When time (and money) is of the essence
Foote Cone & Belding (FCB) New York’s digital transformation began nearly a half-decade ago, when the agency brought prepress in-house, recalls Ken Lantz, senior vice president and director of print creative services for FCB New York.
One of the in-house prepress department’s directives was to create a digital proofing workflow that would be efficient, cost-effective and most importantly, reliable—a proofing workflow designed to support all types of proofs, from composition to contract.
The first installations were hard-copy proofers—high-end ink-jet and digital halftone systems. Two years later, with increasing pressures to produce ads faster, FCB began its quest to fold soft proofing into the mix.
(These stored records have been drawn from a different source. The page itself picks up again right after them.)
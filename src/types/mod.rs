//! Core data types shared across the harvester.
//!
//! | Type | Description |
//! |------|-------------|
//! | [`Record`] | One harvested row, an opaque JSON object |
//! | [`IdField`] | Primary (account) vs secondary (display name) identifier family |
//! | [`TargetIdentity`] | Caller-supplied identity to resolve against records |

pub mod record;
pub mod target;

pub use record::{IdField, Record, PRIMARY_ID_FIELDS, SECONDARY_ID_FIELDS};
pub use target::TargetIdentity;
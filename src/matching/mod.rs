//! # Identity Matching
//!
//! Resolves caller-supplied target identities against harvested records.
//!
//! The index is built once over every record's identifier variations; each
//! target is then resolved by exact lookup across its own variations and,
//! failing that, by a bounded containment scan.
//!
//! ```rust
//! use resilient_harvest::matching::{IdentityMatcher, MatchType};
//! use resilient_harvest::types::{Record, TargetIdentity};
//!
//! let records = vec![
//!     Record::new().with("username", "john_doe"),
//!     Record::new().with("username", "john_doe_backup"),
//! ];
//! let matcher = IdentityMatcher::new(&records);
//! let target = TargetIdentity::new("john_doe", "John");
//! let hit = matcher.resolve(&target).unwrap();
//! assert_eq!(hit.match_type, MatchType::Exact);
//! assert_eq!(hit.record.get_str("username"), Some("john_doe"));
//! ```

pub mod normalize;
pub mod policy;

pub use normalize::{normalize, variations, VariationRule};
pub use policy::{MatchPolicy, MatchType};

use crate::store::{MatchReportDocument, MatchedEntry};
use crate::types::{IdField, Record, TargetIdentity};
use std::collections::{BTreeMap, HashMap};
use tracing::{debug, info};

#[derive(Debug, Clone, Copy)]
struct IndexEntry {
    record: usize,
    field: IdField,
}

/// A resolved target.
#[derive(Debug, Clone, PartialEq)]
pub struct MatchResult<'a> {
    pub target: &'a TargetIdentity,
    pub record: &'a Record,
    pub match_type: MatchType,
    pub confidence: f64,
    /// The target variation that produced the hit.
    pub variation_used: String,
}

impl MatchResult<'_> {
    pub fn to_entry(&self) -> MatchedEntry {
        MatchedEntry {
            target: self.target.clone(),
            match_type: self.match_type.as_str().to_string(),
            confidence: self.confidence,
            variation: self.variation_used.clone(),
            record: self.record.clone(),
        }
    }
}

/// Outcome of resolving a batch of targets.
#[derive(Debug, Clone, Default)]
pub struct MatchReport<'a> {
    pub found: Vec<MatchResult<'a>>,
    pub unresolved: Vec<&'a TargetIdentity>,
    pub breakdown: BTreeMap<MatchType, usize>,
}

impl MatchReport<'_> {
    pub fn total_targets(&self) -> usize {
        self.found.len() + self.unresolved.len()
    }

    pub fn to_document(&self, source_id: &str) -> MatchReportDocument {
        MatchReportDocument {
            source_id: source_id.to_string(),
            matched_at: chrono::Utc::now(),
            total_targets: self.total_targets(),
            found: self.found.iter().map(MatchResult::to_entry).collect(),
            not_found: self.unresolved.iter().map(|t| (*t).clone()).collect(),
            match_types: self
                .breakdown
                .iter()
                .map(|(k, v)| (k.as_str().to_string(), *v))
                .collect(),
        }
    }
}

pub struct IdentityMatcher<'a> {
    records: &'a [Record],
    policy: MatchPolicy,
    exact: HashMap<String, IndexEntry>,
    /// Same entries in insertion order, for a deterministic partial scan.
    ordered: Vec<(String, IndexEntry)>,
}

impl<'a> IdentityMatcher<'a> {
    pub fn new(records: &'a [Record]) -> Self {
        Self::with_policy(records, MatchPolicy::default())
    }

    pub fn with_policy(records: &'a [Record], policy: MatchPolicy) -> Self {
        let mut exact: HashMap<String, IndexEntry> = HashMap::new();
        let mut ordered = Vec::new();
        // All primary identifiers go in before any secondary one, so a shared
        // variation always resolves to the account field. First record wins.
        for field in [IdField::Primary, IdField::Secondary] {
            for (idx, record) in records.iter().enumerate() {
                for id in record.identifiers(field) {
                    for v in variations(id) {
                        if exact.contains_key(&v) {
                            continue;
                        }
                        let entry = IndexEntry { record: idx, field };
                        exact.insert(v.clone(), entry);
                        ordered.push((v, entry));
                    }
                }
            }
        }
        debug!(records = records.len(), keys = ordered.len(), "identity index built");
        Self {
            records,
            policy,
            exact,
            ordered,
        }
    }

    pub fn policy(&self) -> &MatchPolicy {
        &self.policy
    }

    /// Number of distinct variations indexed.
    pub fn index_len(&self) -> usize {
        self.ordered.len()
    }

    /// Target variations: the identifier's first, then the label's.
    fn target_variations(target: &TargetIdentity) -> Vec<String> {
        let mut out = variations(&target.id);
        for v in variations(&target.label) {
            if !out.contains(&v) {
                out.push(v);
            }
        }
        out
    }

    pub fn resolve(&self, target: &'a TargetIdentity) -> Option<MatchResult<'a>> {
        let candidates = Self::target_variations(target);

        // Exact: the highest-confidence hit, earliest variation on ties.
        let mut best: Option<(f64, &String, IndexEntry)> = None;
        for v in &candidates {
            if let Some(entry) = self.exact.get(v) {
                let confidence = self.policy.exact_confidence(entry.field);
                if best.map(|(c, _, _)| confidence > c).unwrap_or(true) {
                    best = Some((confidence, v, *entry));
                }
            }
        }
        if let Some((confidence, v, entry)) = best {
            return Some(MatchResult {
                target,
                record: &self.records[entry.record],
                match_type: MatchType::Exact,
                confidence,
                variation_used: v.clone(),
            });
        }

        for v in &candidates {
            if let Some((_, entry)) = self
                .ordered
                .iter()
                .find(|(key, _)| self.policy.is_partial(v, key))
            {
                return Some(MatchResult {
                    target,
                    record: &self.records[entry.record],
                    match_type: MatchType::Partial,
                    confidence: self.policy.partial_confidence,
                    variation_used: v.clone(),
                });
            }
        }
        None
    }

    pub fn resolve_all(&self, targets: &'a [TargetIdentity]) -> MatchReport<'a> {
        let mut report = MatchReport::default();
        for target in targets {
            match self.resolve(target) {
                Some(hit) => {
                    debug!(
                        target = %target.id,
                        match_type = hit.match_type.as_str(),
                        confidence = hit.confidence,
                        "target resolved"
                    );
                    *report.breakdown.entry(hit.match_type).or_insert(0) += 1;
                    report.found.push(hit);
                }
                None => {
                    debug!(target = %target.id, "target unresolved");
                    report.unresolved.push(target);
                }
            }
        }
        info!(
            targets = targets.len(),
            found = report.found.len(),
            unresolved = report.unresolved.len(),
            "identity resolution finished"
        );
        report
    }
}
First, FCB New York signed on to become a beta test site for Kodak Graphic Communications’ Matchprint Virtual Proofing System (a solution still being tested at FCB). Since then, the agency expanded its soft proofing technologies to include Integrated Color Solutions’ (ICS) Remote Director, a monitor-based proofing system certified by standards organization Specifications for Web Offset Publications (SWOP).
“We’ve found that we needed all three types of proofing methods—ink-jet, halftone and monitor-based proofing,” Lantz confides, “although, we are relying more and more on soft proofs.”
For FCB New York, soft proofing has become more necessity than luxury. The drive to implement soft proofing came from a need to cut costs and shave time off of print production.